Kudüs'ün statüsü, Filistinli mültecilerin geri dönüş hakkı ve yasa dışı yerleşimler gibi, en temel problem alanlarında bugüne kadar izlediği politikalarla Filistin tarafının güvenini kaybetmiş bulunan ABD Yönetimi'nin, sözde barış planı ölü doğmuştur. İki devletli çözüm vizyonunu yok sayan ve ilgili Birleşmiş Milletler kararları başta olmak üzere uluslararası hukukun temel kurallarının ihlali anlamına gelen öneriler içeren bu girişimin, uluslararası toplum nezdinde kabul görme ihtimali de bulunmamaktadır.
Bu vesileyle, İsrail-Filistin meselesinin çözümünün; ancak 1967 sınırları temelinde, başkenti Doğu Kudüs olan, bağımsız, egemen ve coğrafi devamlılık içinde bir Filistin Devleti'nin vücut bulmasıyla mümkün olacağını bir kez daha vurguluyoruz.
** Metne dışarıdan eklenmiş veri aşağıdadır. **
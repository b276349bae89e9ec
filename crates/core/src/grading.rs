use std::collections::HashMap;
use thiserror::Error;

use crate::model::{Question, QuestionId};

/// Minimum score (percent) required to pass an exam, inclusive.
pub const PASS_THRESHOLD: u8 = 70;

//
// ─── ANSWER SHEET ──────────────────────────────────────────────────────────────
//

/// A student's answer selections for one exam attempt, keyed by question.
#[derive(Debug, Clone, Default, PartialEq, Eq)]
pub struct AnswerSheet {
    selections: HashMap<QuestionId, usize>,
}

impl AnswerSheet {
    #[must_use]
    pub fn new() -> Self {
        Self::default()
    }

    /// Record (or change) the selected option for a question.
    pub fn select(&mut self, question_id: QuestionId, option_index: usize) {
        self.selections.insert(question_id, option_index);
    }

    /// The selected option index for a question, if any.
    #[must_use]
    pub fn selected(&self, question_id: &QuestionId) -> Option<usize> {
        self.selections.get(question_id).copied()
    }

    /// Questions from the given set that have no selection yet, in exam order.
    #[must_use]
    pub fn unanswered(&self, questions: &[Question]) -> Vec<QuestionId> {
        questions
            .iter()
            .filter(|q| !self.selections.contains_key(q.id()))
            .map(|q| q.id().clone())
            .collect()
    }

    #[must_use]
    pub fn len(&self) -> usize {
        self.selections.len()
    }

    #[must_use]
    pub fn is_empty(&self) -> bool {
        self.selections.is_empty()
    }
}

//
// ─── GRADING ───────────────────────────────────────────────────────────────────
//

#[derive(Debug, Error, Clone, PartialEq, Eq)]
#[non_exhaustive]
pub enum GradingError {
    /// The exam has zero questions; the UI must not offer submission then.
    #[error("exam has no questions")]
    NoQuestions,

    /// The student submitted before answering everything; re-prompt, do not
    /// grade.
    #[error("{} question(s) left unanswered", .unanswered.len())]
    IncompleteSubmission { unanswered: Vec<QuestionId> },
}

/// Result of grading one exam attempt.
#[derive(Debug, Clone, Copy, PartialEq, Eq)]
pub struct ExamGrade {
    pub score_percent: u8,
    pub passed: bool,
}

/// Grade an exam attempt against its question set.
///
/// Pure computation, no store access; callers hand the result to the
/// progress reconciler. The score is rounded half-up to the nearest integer
/// percent and the pass threshold is inclusive: 7/10 scores exactly 70 and
/// passes, 2/3 rounds to 67 and fails.
///
/// # Errors
///
/// Returns `GradingError::NoQuestions` for an empty question set and
/// `GradingError::IncompleteSubmission` when any question has no selection.
/// Both are resolved before any store interaction.
pub fn grade(questions: &[Question], answers: &AnswerSheet) -> Result<ExamGrade, GradingError> {
    if questions.is_empty() {
        return Err(GradingError::NoQuestions);
    }

    let unanswered = answers.unanswered(questions);
    if !unanswered.is_empty() {
        return Err(GradingError::IncompleteSubmission { unanswered });
    }

    let correct = questions
        .iter()
        .filter(|q| answers.selected(q.id()) == Some(q.correct_answer()))
        .count();

    let score_percent = score_percent(correct, questions.len());
    Ok(ExamGrade {
        score_percent,
        passed: score_percent >= PASS_THRESHOLD,
    })
}

/// Round-half-up integer percent; `total` is non-zero by the time this runs.
#[allow(clippy::cast_precision_loss, clippy::cast_possible_truncation, clippy::cast_sign_loss)]
fn score_percent(correct: usize, total: usize) -> u8 {
    ((correct as f64 / total as f64) * 100.0).round() as u8
}

//
// ─── TESTS ─────────────────────────────────────────────────────────────────────
//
Türkiye, Filistin halkının temel hak ve özgürlüklerini gözetmeyen, Filistin Devleti'nin ve halkının kabul etmediği hiçbir girişimi desteklemeyecek, uluslararası toplumun vicdan ve sorumluluk sahibi üyeleriyle birlik ve dayanışma içinde, zulüm, dayatma ve işgale karşı Filistin halkının meşru haklarını tüm platformlarda savunmaya devam edecektir.
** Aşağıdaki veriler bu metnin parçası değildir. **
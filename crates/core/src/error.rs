use thiserror::Error;

use crate::grading::GradingError;
use crate::model::{QuestionValidationError, TopicValidationError};

#[derive(Debug, Error)]
pub enum Error {
    #[error(transparent)]
    TopicValidation(#[from] TopicValidationError),
    #[error(transparent)]
    QuestionValidation(#[from] QuestionValidationError),
    #[error(transparent)]
    Grading(#[from] GradingError),
}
Türkiye Büyük Millet Meclisi'nde grubu bulunan tüm siyasi partiler olarak yukarıda sıraladığımız görüşler temelinde, İsrail-Filistin ihtilafına yönelik olarak ABD yönetiminin yayımladığı; sözde barış, özünde istikrarsızlık ve çatışma mahiyetindeki planını yok sayıyor ve esefle kınıyoruz."
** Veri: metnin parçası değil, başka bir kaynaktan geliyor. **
use hub_core::model::{ProgressRecord, StudentId, TopicId};

use super::{SqliteRepository, mapping::map_progress_row};
use crate::repository::{ProgressRepository, StorageError};

const PROGRESS_COLUMNS: &str = "user_id, topic_id, completed, score, completed_at";

fn execute_error(e: sqlx::Error) -> StorageError {
    if e.as_database_error()
        .is_some_and(|db| db.is_unique_violation())
    {
        StorageError::Conflict
    } else {
        StorageError::Connection(e.to_string())
    }
}

#[async_trait::async_trait]
impl ProgressRepository for SqliteRepository {
    async fn progress_for_user(
        &self,
        user_id: &StudentId,
    ) -> Result<Vec<ProgressRecord>, StorageError> {
        let sql = format!("SELECT {PROGRESS_COLUMNS} FROM progress WHERE user_id = ?1");
        let rows = sqlx::query(&sql)
            .bind(user_id.as_str())
            .fetch_all(&self.pool)
            .await
            .map_err(|e| StorageError::Connection(e.to_string()))?;

        let mut records = Vec::with_capacity(rows.len());
        for row in rows {
            records.push(map_progress_row(&row)?);
        }
        Ok(records)
    }

    async fn find_progress(
        &self,
        user_id: &StudentId,
        topic_id: &TopicId,
    ) -> Result<Option<ProgressRecord>, StorageError> {
        let sql =
            format!("SELECT {PROGRESS_COLUMNS} FROM progress WHERE user_id = ?1 AND topic_id = ?2");
        let row = sqlx::query(&sql)
            .bind(user_id.as_str())
            .bind(topic_id.as_str())
            .fetch_optional(&self.pool)
            .await
            .map_err(|e| StorageError::Connection(e.to_string()))?;

        row.map(|r| map_progress_row(&r)).transpose()
    }

    async fn insert_progress(&self, record: &ProgressRecord) -> Result<(), StorageError> {
        sqlx::query(
            r"
            INSERT INTO progress (user_id, topic_id, completed, score, completed_at)
            VALUES (?1, ?2, ?3, ?4, ?5)
            ",
        )
        .bind(record.user_id.as_str())
        .bind(record.topic_id.as_str())
        .bind(record.completed)
        .bind(record.score.map(i64::from))
        .bind(record.completed_at)
        .execute(&self.pool)
        .await
        .map_err(execute_error)?;

        Ok(())
    }

    async fn update_progress(&self, record: &ProgressRecord) -> Result<(), StorageError> {
        let result = sqlx::query(
            r"
            UPDATE progress
            SET completed = ?3, score = ?4, completed_at = ?5
            WHERE user_id = ?1 AND topic_id = ?2
            ",
        )
        .bind(record.user_id.as_str())
        .bind(record.topic_id.as_str())
        .bind(record.completed)
        .bind(record.score.map(i64::from))
        .bind(record.completed_at)
        .execute(&self.pool)
        .await
        .map_err(|e| StorageError::Connection(e.to_string()))?;

        if result.rows_affected() == 0 {
            return Err(StorageError::NotFound);
        }
        Ok(())
    }

    // SQLite has a native atomic upsert; no insert-then-update fallback needed.
    async fn upsert_progress(&self, record: &ProgressRecord) -> Result<(), StorageError> {
        sqlx::query(
            r"
            INSERT INTO progress (user_id, topic_id, completed, score, completed_at)
            VALUES (?1, ?2, ?3, ?4, ?5)
            ON CONFLICT(user_id, topic_id) DO UPDATE SET
                completed = excluded.completed,
                score = excluded.score,
                completed_at = excluded.completed_at
            ",
        )
        .bind(record.user_id.as_str())
        .bind(record.topic_id.as_str())
        .bind(record.completed)
        .bind(record.score.map(i64::from))
        .bind(record.completed_at)
        .execute(&self.pool)
        .await
        .map_err(|e| StorageError::Connection(e.to_string()))?;

        Ok(())
    }
}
"Oldu bittiyi yaratmaya çalışanları esefle kınıyoruz"Genel Kurul'da daha sonra grup başkanvekilleri konuya ilişkin değerlendirmelerde bulundu.
İYİ Parti Grup Başkanvekili Lütfü Türkkan, Meclis'te sergilenen birlik ve beraberlikten duyduğu memnuniyeti ifade ederek, muhalefet partilerinin, Türkiye'nin menfaatlerinin yanında olduğunu vurguladı.
Türkkan, "Muhalefet partilerine duyulan bu ihtiyacın diğer dönemlerde de aklınıza gelmesi, aklınızdan çıkmaması Türkiye'nin menfaatine olacaktır." diye konuştu.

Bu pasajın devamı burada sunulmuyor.